2.6. Encapsulation Efficiency

The encapsulation efficiency of SDFSO samples was investigated by adopting the procedure of Bae and Lee [19]. Hexane (15 mm) was introduced into a glass container, containing 1.5 g of dried oil powder. The container was shaken to extract free oil. Subsequently, Whatman No. 1 filter paper was used for filtration. Then with 20 mL of hexane, the remaining powder on the filter was washed off. The leftover solvent was put to evaporate. The amount of surface oil was calculated by measuring the difference in mass between the early clean flask and the other one containing the residual oil extract. The total amount of FSO in microcapsules was computed using numerical expression [19].

2.7. ALA Fatty Acid Profile of SDFSO Samples

The ALA fatty acid profile of FSO and SDFSO samples was recorded by gas chromatograph equipped with a column and flame ionization detector (FID). Briefly, the fatty acids were transformed to methyl esters using acid catalyzed methanolysis method [20]. The transport gas was nitrogen with a flowing speed of 1 mL/min. The temperature of the injection port and detector was set at 170°C and 240°C, respectively. The estimation of ALA percentage was calculated by measuring the respective peak area.
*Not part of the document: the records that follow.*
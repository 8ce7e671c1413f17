//! Sliding-window rate limiter with exponential backoff
//!
//! Guards calls to quota-constrained external providers. `acquire` returns
//! only when a call may proceed: at most `max_requests_per_window` calls per
//! window, and after a reported rate-limit response the next caller sleeps
//! out the current backoff before re-entering the window.

use std::collections::VecDeque;
use std::time::Duration;

use tokio::sync::Mutex;
use tokio::time::Instant;
use tracing::{debug, warn};

/// Limiter configuration
#[derive(Debug, Clone)]
pub struct RateLimiterConfig {
    pub max_requests_per_window: usize,
    pub window_duration: Duration,
    pub initial_backoff: Duration,
    pub max_backoff: Duration,
    pub backoff_multiplier: f64,
}

impl RateLimiterConfig {
    pub fn new(max_requests_per_window: usize, window_duration: Duration) -> Self {
        Self {
            max_requests_per_window,
            window_duration,
            initial_backoff: Duration::from_secs(2),
            max_backoff: Duration::from_secs(60),
            backoff_multiplier: 2.0,
        }
    }
}

struct LimiterState {
    /// Completion times of requests admitted inside the current window
    window: VecDeque<Instant>,
    /// Backoff to apply on the next acquire, when armed
    backoff_armed: bool,
    current_backoff: Duration,
}

/// Process-wide limiter; internally serialized, fair to concurrent callers
pub struct RateLimiter {
    config: RateLimiterConfig,
    state: Mutex<LimiterState>,
}

impl RateLimiter {
    pub fn new(config: RateLimiterConfig) -> Self {
        let current_backoff = config.initial_backoff;
        Self {
            config,
            state: Mutex::new(LimiterState {
                window: VecDeque::new(),
                backoff_armed: false,
                current_backoff,
            }),
        }
    }

    /// Wait until a call may proceed
    ///
    /// Sleeps happen outside the state lock; woken callers re-compete for a
    /// slot, and the tokio mutex's FIFO queue keeps any one caller from
    /// starving.
    pub async fn acquire(&self) {
        loop {
            let wait = {
                let mut state = self.state.lock().await;
                let now = Instant::now();

                if state.backoff_armed {
                    // Consume the arm: this caller serves the penalty, then
                    // the backoff escalates for the next report
                    state.backoff_armed = false;
                    let penalty = state.current_backoff;
                    let escalated = state
                        .current_backoff
                        .mul_f64(self.config.backoff_multiplier);
                    state.current_backoff = escalated.min(self.config.max_backoff);
                    warn!("rate limiter backing off for {:?}", penalty);
                    Some(penalty)
                } else {
                    while let Some(front) = state.window.front() {
                        if now.duration_since(*front) >= self.config.window_duration {
                            state.window.pop_front();
                        } else {
                            break;
                        }
                    }
                    if state.window.len() < self.config.max_requests_per_window {
                        state.window.push_back(now);
                        None
                    } else {
                        let front = *state.window.front().expect("window is non-empty");
                        Some(self.config.window_duration - now.duration_since(front))
                    }
                }
            };

            match wait {
                None => return,
                Some(duration) => {
                    debug!("rate limiter waiting {:?}", duration);
                    tokio::time::sleep(duration).await;
                }
            }
        }
    }

    /// The provider answered normally; backoff resets to its initial value
    pub async fn report_success(&self) {
        let mut state = self.state.lock().await;
        state.backoff_armed = false;
        state.current_backoff = self.config.initial_backoff;
    }

    /// The provider answered with a rate-limit response
    pub async fn report_rate_limit(&self) {
        let mut state = self.state.lock().await;
        state.backoff_armed = true;
    }

    /// Current backoff the next armed acquire would serve
    pub async fn current_backoff(&self) -> Duration {
        self.state.lock().await.current_backoff
    }
}

#[cfg(test)]
mod tests {
    use super::*;
    use std::sync::Arc;

    fn limiter(max: usize, window_secs: u64) -> Arc<RateLimiter> {
        Arc::new(RateLimiter::new(RateLimiterConfig::new(
            max,
            Duration::from_secs(window_secs),
        )))
    }

    #[tokio::test(start_paused = true)]
    async fn test_window_admits_up_to_cap_immediately() {
        let limiter = limiter(10, 60);
        let start = Instant::now();
        for _ in 0..10 {
            limiter.acquire().await;
        }
        assert_eq!(start.elapsed(), Duration::ZERO);
    }

    #[tokio::test(start_paused = true)]
    async fn test_pressure_releases_at_window_rollover() {
        // 25 concurrent acquires against {max=10, window=60s}: 10 now,
        // 10 at ~60s, the last 5 at ~120s.
        let limiter = limiter(10, 60);
        let start = Instant::now();

        let mut handles = Vec::new();
        for _ in 0..25 {
            let limiter = Arc::clone(&limiter);
            handles.push(tokio::spawn(async move {
                limiter.acquire().await;
                start.elapsed()
            }));
        }

        let mut elapsed: Vec<Duration> = Vec::new();
        for handle in handles {
            elapsed.push(handle.await.unwrap());
        }
        elapsed.sort();

        assert!(elapsed[9] < Duration::from_secs(1));
        assert!(elapsed[10] >= Duration::from_secs(59));
        assert!(elapsed[19] < Duration::from_secs(61));
        assert!(elapsed[20] >= Duration::from_secs(119));
        assert!(elapsed[24] < Duration::from_secs(121));
    }

    #[tokio::test(start_paused = true)]
    async fn test_backoff_applies_and_escalates() {
        let limiter = limiter(100, 60);
        limiter.acquire().await;
        limiter.report_rate_limit().await;

        let start = Instant::now();
        limiter.acquire().await;
        // Default initial backoff of 2s was served
        assert!(start.elapsed() >= Duration::from_secs(2));
        // And the next penalty doubled
        assert_eq!(limiter.current_backoff().await, Duration::from_secs(4));

        // Without a new report, subsequent acquires pay no penalty
        let start = Instant::now();
        limiter.acquire().await;
        assert_eq!(start.elapsed(), Duration::ZERO);
    }

    #[tokio::test(start_paused = true)]
    async fn test_backoff_caps_and_resets() {
        let limiter = limiter(100, 60);
        for _ in 0..8 {
            limiter.report_rate_limit().await;
            limiter.acquire().await;
        }
        // 2 -> 4 -> 8 -> 16 -> 32 -> 60 (capped)
        assert_eq!(limiter.current_backoff().await, Duration::from_secs(60));

        limiter.report_success().await;
        assert_eq!(limiter.current_backoff().await, Duration::from_secs(2));
    }
}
2.8. Free Fatty Acids of FSO and SDFSO Samples

Free fatty acid content of FSO and SDFSO samples was measured by titrating the SDFSO samples dissolved in alcohol against sodium hydroxide (NaOH) to a specific end point by procedures described in the AOCS method no. Ca 5a-40 [20].

2.9. Oxidative Stability of SDFSO Samples

The peroxide value for FSO and SDFSO samples was determined following the method elaborated by the AOCS [20] method no. Cd 8–53. The malondialdehyde test was used to calculate the lipid peroxidation according to Kirk and Sawyer [21] method with some modifications. The conjugated double bonds were noted using European Communities official methods [22].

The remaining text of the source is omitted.